ブラジルに公式のドイツ移民が来てから今年で200年
2024.06.09 up
移民博物館に設置されたブラジルのドイツ移民200周年の記念モニュメント
ブラジルは移民が発展させてきた国です。ブラジルが独立した1822年以降、初期に到着した移民がドイツ移民で、公式には1824年に最初の移民が到着しました。今年はドイツ移民が到着して200周年となり、各所でイベントが行われています。
6月1日にはサンパウロ州の移民博物館(Museu da Imigração)でブラジルのドイツ移民200周年を記念するイベントのオープニングセレモニーが開催されました。この博物館はかつては移民収容所と呼ばれ、日本人移民も含めた世界各国から到着した移民が通過した施設でした。
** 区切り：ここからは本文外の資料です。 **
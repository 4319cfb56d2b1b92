use thiserror::Error;

/// Errors returned synchronously to callers of the task manager and scheduler.
///
/// Execution failures are never reported here: they are accumulated in a
/// [`TaskError`](crate::domain::TaskError) and surfaced through the logs.
#[derive(Debug, Clone, PartialEq, Eq, Error)]
pub enum MarionetteError {
    #[error("the task manager is not running")]
    Stopped,

    #[error("cannot schedule a task with a zero valued timestamp")]
    Unschedulable,

    #[error(transparent)]
    Config(#[from] ConfigError),
}

/// Invalid [`Config`](crate::config::Config) values, detected at construction.
#[derive(Debug, Clone, Copy, PartialEq, Eq, Error)]
pub enum ConfigError {
    #[error("invalid configuration: at least one worker must be specified")]
    NoWorkers,

    #[error("invalid configuration: no service name specified")]
    NoServiceName,
}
館内の入り口では、記念品にパスポートを模したメモ帳が配布され、来場者の気持ちをワクワクさせました。今回は特別展としてブラジルのドイツ移民の歴史を紹介するコーナーや博物館の庭にはドイツ料理を提供する屋台やショーステージが設けられ、多くの家族連れでにぎわっていました。
移民博物館
ブラジルに来た最初のドイツ人は植民地時代の16世紀にさかのぼり、ハンス・スターデンというドイツの兵士であり探検家でした。彼はブラジルのトゥピナンバ族という先住民に捕らえられ、なんとか生き延びてヨーロッパに戻りました。ブラジルでの体験記を後世に残し、その中で、彼が捕えられていた間に先住民が人食いを行っていたというエピソードが記され、それが長らくヨーロッパ人のブラジルへのイメージの原点となりました。
公式移民が訪れる直前の1818年には、バイーア州南部のレオポルジーナ入植地にドイツ移民は到着しました。これは、1808年にブラジルに遷都したポルトガル王室のドン・ジョアンの息子であるドン・ペドロにブラジルへ嫁ぎにきたハプスブルク家の王妃レオポルジーナとともに、ブラジルを開拓するために呼ばれたドイツ移民でした。しかし、その気候風土がドイツ人には合わず、その入植計画は上手くいきませんでした。
移民博物館で配られたパスポート風のブラジルのドイツ移民200周年の記念品
公式の最初のドイツ移民は1824年、ブラジル南部のリオグランデドスル州の現在のサン・レオポルドに到着しました。皆、ドイツでは様々な職業を持っていましたが、最初は農業に従事しました。
ドイツ移民と言われますが、それまでのドイツは様々な地方が独立していたため、正確には「ドイツ語を話せる移民」という言われています。
最初の移民はシュレスヴィヒ・ホルシュタイン州や当時のメクレンブルク=シュヴェリーン公国、ラインラント地方の出身者でした。現在のドイツでも国境地域と言える地域です。ドイツからの移民が来たきっかけは、かつてはヴォルガ川流域に移民していた人々に制限が加えられことなどがありました。それで、米国には既にドイツから移民が渡っていましたが、ブラジル政府も1822年の独立を機に、新しい国の開発のためにドイツ移民を呼ぶことになりました。
移民博物館のイベントに出場したドイツ系移民のダンスグループ
ブラジルの産業の発展に大きな足跡を残してきたドイツ移民ですが、特に宗教の面で大きなインパクトを与えたと言われています。それまではポルトガルのカトリックの習慣が一般的でしたが、カトリックでもドイツ式は風習が異なり、また、プロテスタントの移民も多くいました。その習慣の違いがもたらされたことで、ブラジルの文化が多様となる先駆けにもなりました。
ドイツ移民は長らく自分たちの文化を保持してきましたが、第二次世界大戦中に連合国側についたゼツリオ・バルガス政権時代に、特に移民たちの言語を使用することを禁止されるなどがきっかけとなり、ブラジルへの同化が進められました。それでも、今日まで、ドイツ系移民の誇りを保持している人々によって、ブラジルのドイツ移民200周年が記念されました。